//! Minimal PDF 1.4 writer for the financial report export.
//!
//! The document uses the two standard Helvetica fonts with
//! `WinAnsiEncoding`, so no font data is embedded. Latin-1 text and the
//! extra WinAnsi glyphs (`€`, curly quotes, dashes, ...) are written as octal
//! escapes; anything else is replaced by `?`.

use engine::ExportBundle;

const PAGE_WIDTH: f32 = 595.0;
const PAGE_HEIGHT: f32 = 842.0;
const MARGIN: f32 = 50.0;
const ROW_HEIGHT: f32 = 18.0;

const REGULAR: &str = "F1";
const BOLD: &str = "F2";

/// Lays text out top to bottom, opening a new page when the current one is
/// full.
struct Layout {
    pages: Vec<String>,
    current: String,
    y: f32,
}

impl Layout {
    fn new() -> Self {
        Self {
            pages: Vec::new(),
            current: String::new(),
            y: PAGE_HEIGHT - MARGIN,
        }
    }

    fn ensure_room(&mut self, height: f32) {
        if self.y - height < MARGIN {
            self.pages.push(std::mem::take(&mut self.current));
            self.y = PAGE_HEIGHT - MARGIN;
        }
    }

    fn text(&mut self, font: &str, size: f32, x: f32, value: &str) {
        self.current.push_str(&format!(
            "BT /{font} {size} Tf {x:.2} {y:.2} Td ({}) Tj ET\n",
            escape(value),
            y = self.y,
        ));
    }

    fn rule(&mut self) {
        let y = self.y - 5.0;
        self.current.push_str(&format!(
            "0.8 G 0.5 w {MARGIN:.2} {y:.2} m {:.2} {y:.2} l S 0 G\n",
            PAGE_WIDTH - MARGIN
        ));
    }

    fn title(&mut self, value: &str) {
        self.ensure_room(30.0);
        self.text(BOLD, 20.0, MARGIN, value);
        self.y -= 30.0;
    }

    fn line(&mut self, value: &str) {
        self.ensure_room(ROW_HEIGHT);
        self.text(REGULAR, 11.0, MARGIN, value);
        self.y -= ROW_HEIGHT;
    }

    fn row(&mut self, font: &str, cells: &[String]) {
        self.ensure_room(ROW_HEIGHT);
        let width = (PAGE_WIDTH - 2.0 * MARGIN) / cells.len().max(1) as f32;
        for (index, cell) in cells.iter().enumerate() {
            self.text(font, 10.0, MARGIN + width * index as f32, cell);
        }
        self.rule();
        self.y -= ROW_HEIGHT;
    }

    fn table(&mut self, heading: &str, header: &[&str], rows: Vec<Vec<String>>) {
        self.y -= 10.0;
        // heading plus header row stay on the same page
        self.ensure_room(24.0 + ROW_HEIGHT);
        self.text(BOLD, 16.0, MARGIN, heading);
        self.y -= 24.0;

        let header: Vec<String> = header.iter().map(ToString::to_string).collect();
        self.row(BOLD, &header);
        if rows.is_empty() {
            self.line("No records");
        }
        for row in rows {
            self.row(REGULAR, &row);
        }
    }

    fn finish(mut self) -> Vec<String> {
        self.pages.push(self.current);
        self.pages
    }
}

/// Code of `ch` in `WinAnsiEncoding`, for characters outside ASCII.
fn win_ansi(ch: char) -> Option<u8> {
    let code = match ch {
        '\u{A0}'..='\u{FF}' => return u8::try_from(u32::from(ch)).ok(),
        '€' => 0x80,
        '‚' => 0x82,
        'ƒ' => 0x83,
        '„' => 0x84,
        '…' => 0x85,
        '†' => 0x86,
        '‡' => 0x87,
        'ˆ' => 0x88,
        '‰' => 0x89,
        'Š' => 0x8A,
        '‹' => 0x8B,
        'Œ' => 0x8C,
        'Ž' => 0x8E,
        '\u{2018}' => 0x91,
        '\u{2019}' => 0x92,
        '\u{201C}' => 0x93,
        '\u{201D}' => 0x94,
        '•' => 0x95,
        '\u{2013}' => 0x96,
        '\u{2014}' => 0x97,
        '˜' => 0x98,
        '™' => 0x99,
        'š' => 0x9A,
        '›' => 0x9B,
        'œ' => 0x9C,
        'ž' => 0x9E,
        'Ÿ' => 0x9F,
        _ => return None,
    };
    Some(code)
}

/// Encode `value` as the body of a PDF literal string.
fn escape(value: &str) -> String {
    let mut escaped = String::with_capacity(value.len());
    for ch in value.chars() {
        match ch {
            '\\' | '(' | ')' => {
                escaped.push('\\');
                escaped.push(ch);
            }
            ' '..='~' => escaped.push(ch),
            _ => match win_ansi(ch) {
                Some(code) => escaped.push_str(&format!("\\{code:03o}")),
                None => escaped.push('?'),
            },
        }
    }
    escaped
}

fn money(amount: f64) -> String {
    format!("{amount:.2}")
}

/// Render the export as a complete PDF file.
pub fn render(bundle: &ExportBundle) -> Vec<u8> {
    let mut layout = Layout::new();
    layout.title("Financial Report");
    layout.line(&format!("Owner: {}", bundle.owner));
    layout.line(&format!(
        "Total budget: {}   Total income: {}   Total expenses: {}",
        money(bundle.totals.total_budget),
        money(bundle.totals.total_income),
        money(bundle.totals.total_expense),
    ));

    layout.table(
        "Budgets",
        &["Year", "Month", "Amount"],
        bundle
            .budgets
            .iter()
            .map(|row| vec![row.year.to_string(), row.month.clone(), money(row.amount)])
            .collect(),
    );
    layout.table(
        "Expenses",
        &["Category", "Amount"],
        bundle
            .expenses
            .iter()
            .map(|row| vec![row.category.clone(), money(row.amount)])
            .collect(),
    );
    layout.table(
        "Incomes",
        &["Source", "Amount"],
        bundle
            .incomes
            .iter()
            .map(|row| vec![row.source.clone(), money(row.amount)])
            .collect(),
    );

    write_document(&layout.finish())
}

/// Serialize page content streams into a PDF with a cross-reference table.
///
/// Object layout: 1 catalog, 2 page tree, 3-4 fonts, then one page object and
/// one content stream per page.
fn write_document(pages: &[String]) -> Vec<u8> {
    let first_page = 5;
    let kids: Vec<String> = (0..pages.len())
        .map(|index| format!("{} 0 R", first_page + 2 * index))
        .collect();

    let mut objects: Vec<String> = vec![
        "<< /Type /Catalog /Pages 2 0 R >>".to_string(),
        format!(
            "<< /Type /Pages /Kids [{}] /Count {} >>",
            kids.join(" "),
            pages.len()
        ),
        "<< /Type /Font /Subtype /Type1 /BaseFont /Helvetica /Encoding /WinAnsiEncoding >>"
            .to_string(),
        "<< /Type /Font /Subtype /Type1 /BaseFont /Helvetica-Bold /Encoding /WinAnsiEncoding >>"
            .to_string(),
    ];
    for (index, content) in pages.iter().enumerate() {
        let content_id = first_page + 2 * index + 1;
        objects.push(format!(
            "<< /Type /Page /Parent 2 0 R /MediaBox [0 0 {PAGE_WIDTH} {PAGE_HEIGHT}] \
             /Resources << /Font << /{REGULAR} 3 0 R /{BOLD} 4 0 R >> >> \
             /Contents {content_id} 0 R >>"
        ));
        objects.push(format!(
            "<< /Length {} >>\nstream\n{content}endstream",
            content.len()
        ));
    }

    let mut out: Vec<u8> = b"%PDF-1.4\n%\xE2\xE3\xCF\xD3\n".to_vec();
    let mut offsets = Vec::with_capacity(objects.len());
    for (index, body) in objects.iter().enumerate() {
        offsets.push(out.len());
        out.extend_from_slice(format!("{} 0 obj\n{body}\nendobj\n", index + 1).as_bytes());
    }

    let xref_offset = out.len();
    let mut xref = format!("xref\n0 {}\n0000000000 65535 f \n", objects.len() + 1);
    for offset in offsets {
        xref.push_str(&format!("{offset:010} 00000 n \n"));
    }
    xref.push_str(&format!(
        "trailer\n<< /Size {} /Root 1 0 R >>\nstartxref\n{xref_offset}\n%%EOF\n",
        objects.len() + 1
    ));
    out.extend_from_slice(xref.as_bytes());
    out
}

__________

ASSIGNMENT »
Your answer should be the exact lines above from the one with "fn ensure_room(&mut self, height: f32)" through the one with "self.y -= 24.0;", both included, and nothing besides.

FINISHED TASK »
    fn ensure_room(&mut self, height: f32) {
        if self.y - height < MARGIN {
            self.pages.push(std::mem::take(&mut self.current));
            self.y = PAGE_HEIGHT - MARGIN;
        }
    }

    fn text(&mut self, font: &str, size: f32, x: f32, value: &str) {
        self.current.push_str(&format!(
            "BT /{font} {size} Tf {x:.2} {y:.2} Td ({}) Tj ET\n",
            escape(value),
            y = self.y,
        ));
    }

    fn rule(&mut self) {
        let y = self.y - 5.0;
        self.current.push_str(&format!(
            "0.8 G 0.5 w {MARGIN:.2} {y:.2} m {:.2} {y:.2} l S 0 G\n",
            PAGE_WIDTH - MARGIN
        ));
    }

    fn title(&mut self, value: &str) {
        self.ensure_room(30.0);
        self.text(BOLD, 20.0, MARGIN, value);
        self.y -= 30.0;
    }

    fn line(&mut self, value: &str) {
        self.ensure_room(ROW_HEIGHT);
        self.text(REGULAR, 11.0, MARGIN, value);
        self.y -= ROW_HEIGHT;
    }

    fn row(&mut self, font: &str, cells: &[String]) {
        self.ensure_room(ROW_HEIGHT);
        let width = (PAGE_WIDTH - 2.0 * MARGIN) / cells.len().max(1) as f32;
        for (index, cell) in cells.iter().enumerate() {
            self.text(font, 10.0, MARGIN + width * index as f32, cell);
        }
        self.rule();
        self.y -= ROW_HEIGHT;
    }

    fn table(&mut self, heading: &str, header: &[&str], rows: Vec<Vec<String>>) {
        self.y -= 10.0;
        // heading plus header row stay on the same page
        self.ensure_room(24.0 + ROW_HEIGHT);
        self.text(BOLD, 16.0, MARGIN, heading);
        self.y -= 24.0;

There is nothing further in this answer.